Infolge des Zusammenbruchs der Monarchie und der finanziellen Probleme in der Ersten Republik schlitterte das Burgtheater von einer Krise in die andere. Der Dichter Anton Wildgans war zwei Mal (1921/1922 und 1930/1931) Burgtheaterdirektor. Doch statt zu sparen, eröffnete er 1922 das Akademietheater als zweite Bühne mit einer Festvorstellung – vor fast leerem Haus, weil das Publikum durch einen Druckerstreik nicht von dem Ereignis verständigt werden konnte.
Ein Kino statt der "Burg"
Im Jahr 1931 wurde im Parlament ernsthaft darüber diskutiert, das Burgtheater in ein Kino umzubauen. Um das zu verhindern, kürzte Direktor Wildgans die Gagen der Schauspieler – natürlich unter deren lautstarkem Protest.
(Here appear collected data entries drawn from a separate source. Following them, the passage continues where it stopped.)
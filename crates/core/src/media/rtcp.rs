//! Minimal RTCP handling (RFC 3550 §6).
//!
//! The client only needs two things from RTCP:
//!
//! - Detect a **BYE** (PT 203) from the server, which is the explicit
//!   end-of-stream notification for a substream.
//! - Send periodic **receiver reports** (PT 201) with an SDES CNAME
//!   (PT 202) so the server knows the receiver is still alive.

const PT_RR: u8 = 201;
const PT_SDES: u8 = 202;
const PT_BYE: u8 = 203;
const SDES_CNAME: u8 = 1;

/// RTCP Goodbye (BYE) packet, RFC 3550 §6.6.
#[derive(Debug, Clone, PartialEq, Eq)]
pub struct Goodbye {
    /// SSRC/CSRC identifiers leaving the session.
    pub sources: Vec<u32>,
    /// Reason for leaving, if given.
    pub reason: Option<String>,
}

/// Scan a (possibly compound) RTCP datagram for a BYE packet.
///
/// Malformed trailing packets stop the scan; whatever was found before
/// them is still honoured.
pub fn find_bye(mut data: &[u8]) -> Option<Goodbye> {
    while data.len() >= 4 {
        if data[0] >> 6 != 2 {
            return None;
        }
        let count = (data[0] & 0x1f) as usize;
        let packet_type = data[1];
        let len = (u16::from_be_bytes([data[2], data[3]]) as usize + 1) * 4;
        let packet = data.get(..len)?;

        if packet_type == PT_BYE {
            return Some(parse_bye(&packet[4..], count));
        }
        data = &data[len..];
    }
    None
}

fn parse_bye(body: &[u8], source_count: usize) -> Goodbye {
    let sources: Vec<u32> = body
        .chunks_exact(4)
        .take(source_count)
        .map(|c| u32::from_be_bytes([c[0], c[1], c[2], c[3]]))
        .collect();

    let rest = body.get(sources.len() * 4..).unwrap_or(&[]);
    let reason = rest.split_first().and_then(|(&len, text)| {
        let text = text.get(..len as usize)?;
        (!text.is_empty()).then(|| String::from_utf8_lossy(text).into_owned())
    });

    Goodbye { sources, reason }
}

/// Build a compound packet: an empty receiver report followed by an SDES
/// chunk carrying `cname`.
///
/// No report blocks are included: the client does not track jitter or
/// loss statistics, it only signals liveness.
pub fn receiver_report(ssrc: u32, cname: &str) -> Vec<u8> {
    let mut packet = Vec::with_capacity(8 + 12 + cname.len());

    // RR: V=2, P=0, RC=0, length=1 (two 32-bit words).
    packet.extend_from_slice(&[0x80, PT_RR, 0x00, 0x01]);
    packet.extend_from_slice(&ssrc.to_be_bytes());

    // SDES: one chunk = SSRC, CNAME item, null terminator, pad to 32 bits.
    let cname = &cname.as_bytes()[..cname.len().min(255)];
    let mut chunk = Vec::with_capacity(8 + cname.len());
    chunk.extend_from_slice(&ssrc.to_be_bytes());
    chunk.push(SDES_CNAME);
    chunk.push(cname.len() as u8);
    chunk.extend_from_slice(cname);
    chunk.push(0);
    while chunk.len() % 4 != 0 {
        chunk.push(0);
    }

    let words = (4 + chunk.len()) / 4 - 1;
    packet.extend_from_slice(&[0x81, PT_SDES]);
    packet.extend_from_slice(&(words as u16).to_be_bytes());
    packet.extend_from_slice(&chunk);

    packet
}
Wildgans bewahrte dabei seinen Humor: "Ich bin die einzige Wildgans", sagte er, "für die es keine Schonzeit gibt". Dann trat er zurück.
Teure Gäste
Der Rechnungshof bestätigte die Kritik: Der Direktor gab großzügige Empfänge, wie einen Heurigen-Abend um 20.862,70 Schilling; Auslandsreisen kosteten sechs bis sieben Mal mehr als geplant und Haeussermans Chauffeur, der oft bis nach Mitternacht vor dem Stammlokal seines Direktors zu warten hatte, machte 1962 Überstunden für 33.572,25 Schilling.
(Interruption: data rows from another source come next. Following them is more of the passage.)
impl SessionController {
    pub fn new(protocol: Box<dyn Protocol>, events: SessionEvents) -> Self {
        SessionController {
            id: events.session_id(),
            url: protocol.url().to_string(),
            state: SessionState::Idle,
            protocol,
            events,
            session: None,
            setup: SubsessionController::new(),
            timer: None,
        }
    }

    pub fn id(&self) -> SessionId {
        self.id
    }

    pub fn url(&self) -> &str {
        &self.url
    }

    pub fn state(&self) -> SessionState {
        self.state
    }

    /// The negotiated session, between a successful DESCRIBE and shutdown.
    pub fn session(&self) -> Option<&Session> {
        self.session.as_ref()
    }

    /// Delay of the scheduled duration timer, if one is pending.
    pub fn timer_delay(&self) -> Option<Duration> {
        self.timer.as_ref().map(|t| t.delay)
    }

    /// Issue DESCRIBE.
    pub fn begin(&mut self) {
        if self.state != SessionState::Idle {
            return;
        }
        tracing::info!(url = %self.url, session = self.id, "opening session");
        self.state = SessionState::Describing;
        self.protocol.send_describe();
    }

    /// Dispatch one event. Returns the termination when this event closed
    /// the session.
    pub fn handle(&mut self, event: SessionEvent, ctx: &mut Context) -> Option<Termination> {
        if self.state == SessionState::Closed {
            tracing::trace!(url = %self.url, ?event, "event for closed session ignored");
            return None;
        }

        match event {
            SessionEvent::DescribeComplete(result) => self.on_describe_complete(result, ctx),
            SessionEvent::SetupComplete { index, result } => {
                self.on_setup_complete(index, result, ctx)
            }
            SessionEvent::PlayComplete(result) => self.on_play_complete(result, ctx),
            SessionEvent::FrameReady { index, frame } => {
                if let Some(sink) = self.sink_mut(index) {
                    sink.on_frame_ready(frame);
                }
                None
            }
            SessionEvent::SourceClosed { index } => self.on_substream_ended(index, None),
            SessionEvent::EndOfStream { index, reason } => self.on_substream_ended(index, reason),
            SessionEvent::DurationElapsed => self.on_timer_fired(),
        }
    }

    fn on_describe_complete(
        &mut self,
        result: Result<DescribeResponse>,
        ctx: &mut Context,
    ) -> Option<Termination> {
        if self.state != SessionState::Describing {
            return None;
        }

        let description = match result.and_then(|r| Ok((parse_sdp(&r.sdp)?, r.base_url))) {
            Ok(description) => description,
            Err(e) => {
                tracing::error!(url = %self.url, error = %e, "failed to get a SDP description");
                return self.shutdown(Termination::Failed);
            }
        };

        let session = Session::from_description(&description.0, &description.1);
        if !session.has_substreams() {
            tracing::error!(
                url = %self.url,
                "session has no media subsessions (i.e., no \"m=\" lines)"
            );
            return self.shutdown(Termination::Failed);
        }

        tracing::info!(
            url = %self.url,
            substreams = session.substreams.len(),
            "obtained SDP description"
        );

        self.session = Some(session);
        self.setup = SubsessionController::new();
        self.state = SessionState::SettingUp;
        self.setup_next(ctx)
    }

    fn setup_next(&mut self, ctx: &mut Context) -> Option<Termination> {
        let session = self.session.as_mut()?;
        match self.setup.setup_next(session, self.protocol.as_mut()) {
            SetupStep::Pending(_) => None,
            SetupStep::Exhausted => self.on_all_substreams_set_up(ctx),
        }
    }

    fn on_setup_complete(
        &mut self,
        index: usize,
        result: Result<ServerTransport>,
        ctx: &mut Context,
    ) -> Option<Termination> {
        if self.state != SessionState::SettingUp || !self.setup.complete(index) {
            tracing::debug!(url = %self.url, index, "unexpected SETUP completion ignored");
            return None;
        }

        match result {
            Ok(transport) => {
                if let Err(e) = self.attach_sink(index, transport, ctx) {
                    tracing::error!(
                        url = %self.url,
                        index,
                        error = %e,
                        "failed to create a data sink for subsession"
                    );
                    return self.shutdown(Termination::Failed);
                }
            }
            Err(e) => {
                let label = self.label(index);
                tracing::warn!(url = %self.url, substream = %label, error = %e, "failed to set up subsession");
            }
        }

        self.setup_next(ctx)
    }

    fn attach_sink(
        &mut self,
        index: usize,
        transport: ServerTransport,
        ctx: &mut Context,
    ) -> Result<()> {
        let substream = self
            .session
            .as_mut()
            .and_then(|s| s.substreams.get_mut(index))
            .ok_or(RtspError::SourceUnavailable(index))?;

        let client_port = substream.client_ports.map(|p| p.rtp);
        tracing::info!(
            url = %self.url,
            substream = %substream.label(),
            client_port,
            server_port = transport.server_rtp_port,
            "set up subsession"
        );
        substream.server_transport = Some(transport);

        let consumer = ctx.sinks.create(&self.url, substream)?;
        let source = self.protocol.bound_source(substream)?;

        let mut reassembler = FrameReassembler::new(
            &self.url,
            &substream.label(),
            substream.parameter_sets.clone(),
            ctx.config.receive_buffer_size,
            source,
            consumer,
        );
        reassembler.start_playing();
        substream.sink = Some(Sink::Reassembler(reassembler));
        Ok(())
    }

    fn on_all_substreams_set_up(&mut self, ctx: &mut Context) -> Option<Termination> {
        let session = self.session.as_ref()?;

        if session.active_substreams() == 0 {
            match ctx.config.empty_setup_policy {
                EmptySetupPolicy::Shutdown => {
                    tracing::error!(url = %self.url, "no subsession could be set up");
                    return self.shutdown(Termination::Failed);
                }
                EmptySetupPolicy::PlayAnyway => {
                    tracing::warn!(url = %self.url, "no subsession was set up, sending PLAY anyway");
                }
            }
        }

        self.protocol.send_play(&session.control_url, &session.range);
        self.state = SessionState::Playing;
        None
    }

    fn on_play_complete(&mut self, result: Result<()>, ctx: &mut Context) -> Option<Termination> {
        if self.state != SessionState::Playing || self.timer.is_some() {
            return None;
        }

        if let Err(e) = result {
            tracing::error!(url = %self.url, error = %e, "failed to start playing session");
            return self.shutdown(Termination::Failed);
        }

        let duration = self
            .session
            .as_ref()
            .map_or(0.0, |s| s.range.expected_duration());

        let delay = if duration > 0.0 {
            let delay = Duration::try_from_secs_f64(duration)
                .ok()
                .and_then(|d| d.checked_add(ctx.config.duration_slop));
            if delay.is_none() {
                tracing::warn!(url = %self.url, duration, "session duration out of range, no timer");
            }
            delay
        } else {
            None
        };

        match delay {
            Some(delay) => {
                self.schedule_timer(delay);
                tracing::info!(
                    url = %self.url,
                    "started playing session (for up to {duration} seconds)"
                );
            }
            None => tracing::info!(url = %self.url, "started playing session"),
        }
        None
    }

    fn schedule_timer(&mut self, delay: Duration) {
        let events = self.events.clone();
        let task = tokio::spawn(async move {
            tokio::time::sleep(delay).await;
            events.send(SessionEvent::DurationElapsed);
        });
        self.timer = Some(PendingTimer { delay, task });
    }

    fn on_timer_fired(&mut self) -> Option<Termination> {
        if self.timer.take().is_none() {
            return None;
        }
        tracing::info!(url = %self.url, "expected duration elapsed");
        self.shutdown(Termination::Completed)
    }

    fn on_substream_ended(&mut self, index: usize, reason: Option<String>) -> Option<Termination> {
        let session = self.session.as_mut()?;
        let substream = session.substreams.get_mut(index)?;
        let sink = substream.sink.take()?;

        tracing::info!(
            url = %self.url,
            substream = %substream.label(),
            frames = sink.frames_delivered(),
            reason = reason.as_deref().unwrap_or(""),
            "subsession ended"
        );

        if session.active_substreams() == 0 {
            tracing::info!(url = %self.url, "all subsessions have ended");
            return self.shutdown(Termination::Completed);
        }
        None
    }

    /// Close the session: drop every sink, send TEARDOWN if anything was
    /// still receiving, cancel the duration timer.
    ///
    /// Only the first call returns the termination; later calls are no-ops
    /// returning `None`.
    pub fn shutdown(&mut self, termination: Termination) -> Option<Termination> {
        if matches!(self.state, SessionState::ShuttingDown | SessionState::Closed) {
            return None;
        }
        self.state = SessionState::ShuttingDown;
        self.timer = None;
        if let Some(index) = self.setup.pending() {
            tracing::debug!(url = %self.url, index, "abandoning SETUP in flight");
        }

        if let Some(mut session) = self.session.take() {
            let mut active = 0;
            for substream in &mut session.substreams {
                if let Some(sink) = substream.sink.take() {
                    active += 1;
                    tracing::debug!(
                        url = %self.url,
                        substream = %substream.label(),
                        frames = sink.frames_delivered(),
                        "closing sink"
                    );
                }
            }
            if active > 0 {
                self.protocol.send_teardown(&session.control_url);
            }
        }

        self.state = SessionState::Closed;
        tracing::info!(
            url = %self.url,
            exit_code = termination.exit_code(),
            "session closed"
        );
        Some(termination)
    }

    /// Give up the protocol once closed; see [`Protocol::into_background`].
    pub fn into_background(self) -> Option<JoinHandle<()>> {
        self.protocol.into_background()
    }

    fn sink_mut(&mut self, index: usize) -> Option<&mut Sink> {
        self.session
            .as_mut()?
            .substreams
            .get_mut(index)?
            .sink
            .as_mut()
    }

    fn label(&self, index: usize) -> String {
        self.session
            .as_ref()
            .and_then(|s| s.substreams.get(index))
            .map(|s| s.label())
            .unwrap_or_default()
    }
}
Alles in allem bezog das Burgtheater damals jährlich 26 statt der budgetierten 23 Millionen Schilling. Die Direktion hätte gewirtschaftet, "als stünden unerschöpfliche Mittel zur Verfügung".
Zu guter letzt warf das Ensemble dem Direktor vor, nur selten im Haus zu sein. Haeusserman erklärte dies damit, dass er neben seiner Tätigkeit als Direktor an der Universität Wien Theaterwissenschaften inskribiert hätte, wodurch ihm "für die Leitung des Burgtheaters wenig Zeit" bliebe. Quasi als Trost führte er an, das Studium im kommenden Jahr beenden zu wollen.
Der Direktor bleibt
Der Eklat endete wie Eklats in Österreich enden: Unterrichtsminister Theodor Piffl-Percevic stellte sich hinter den Direktor, und alles blieb beim alten.
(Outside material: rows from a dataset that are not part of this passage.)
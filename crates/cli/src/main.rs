// SPDX-License-Identifier: MIT
// Copyright (c) 2026 The chatwatch authors

//! Chatwatch CLI entry point.

use clap::{CommandFactory, Parser};
use tracing_subscriber::{EnvFilter, fmt};

use chatwatch::cli::{Cli, Command};
use chatwatch::error::ExitCode;

mod cmd_init;
mod cmd_match;
mod cmd_strip;
mod cmd_watch;

fn init_logging() {
    let filter = EnvFilter::try_from_env("CHATWATCH_LOG").unwrap_or_else(|_| EnvFilter::new("off"));

    fmt()
        .with_env_filter(filter)
        .with_writer(std::io::stderr)
        .with_target(false)
        .init();
}

fn main() {
    init_logging();

    let exit_code = match run() {
        Ok(code) => code,
        Err(e) => {
            eprintln!("chatwatch: {}", e);
            match e.downcast_ref::<chatwatch::Error>() {
                Some(err) => ExitCode::from(err),
                None => ExitCode::InternalError,
            }
        }
    };

    std::process::exit(exit_code as i32);
}

fn run() -> anyhow::Result<ExitCode> {
    let cli = Cli::parse();

    match &cli.command {
        None => {
            // Show help for bare invocation
            Cli::command().print_help()?;
            println!();
            Ok(ExitCode::Success)
        }
        Some(Command::Watch(args)) => cmd_watch::run(&cli, args),
        Some(Command::Match(args)) => cmd_match::run(&cli, args),
        Some(Command::Strip(args)) => {
            cmd_strip::run(args)?;
            Ok(ExitCode::Success)
        }
        Some(Command::Init(args)) => cmd_init::run(args),
    }
}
Freilich fand auch der "Krieg" des Ensembles gegen seinen meistgehassten Direktor ein sehr österreichisches Ende: Peymann wurde 2012 zum Ehrenmitglied des Burgtheaters ernannt, wodurch ihm – wie den Lieblingen des Burgtheaters – das Privileg zusteht, nach seinem Tod im Sarg feierlich um das Haus am Ring getragen zu werden.
Das alte
Burgtheater
1748 eröffnet und 1776 von Kaiser Josef II. zum "Teutschen Nationaltheater" erhoben. Damals am Michaelerplatz gelegen, verfügte das Haus über einen Zugang zu den Gemächern des Kaisers, der somit direkt von der Hofburg in seine Loge gelangen konnte. Erste Erfolge als Musikbühne mit Mozart-Opern.
Das neue Haus am Ring
Zu Beginn des 19. Jahrhunderts fand die "Burg" in einer Mischung aus klassischem Drama, Konversationsstücken und Boulevard große Anerkennung. Mit dem Bau der Ringstraße bekam das Burgtheater im Oktober 1888 eine neue, wesentlich größere Heimstätte, die zunächst auf massive Kritik stieß. So wurde den Architekten Gottfried Semper und Karl von Hasenauer vorgeworfen, dass man die Schauspieler von Teilen des Zuschauerraums weder sehen noch hören konnte. Kaiser Franz Joseph verfügte einen Totalumbau.
Die Zerstörung
Durch einen Bombenangriff 1945 fast völlig zerstört, fand das Burgtheater im Ronacher seine Heimstätte. 1955 wieder eröffnet, gilt die "Burg" als bedeutendste Bühne im deutschen Sprachraum.
Die Lieblinge
Zu den Stars zählten Schauspieler wie Ewald Balser, Werner Krauß, Ernst Deutsch, Paula Wessely, Attila Hörbiger, Annemarie Düringer und Josef Meinrad.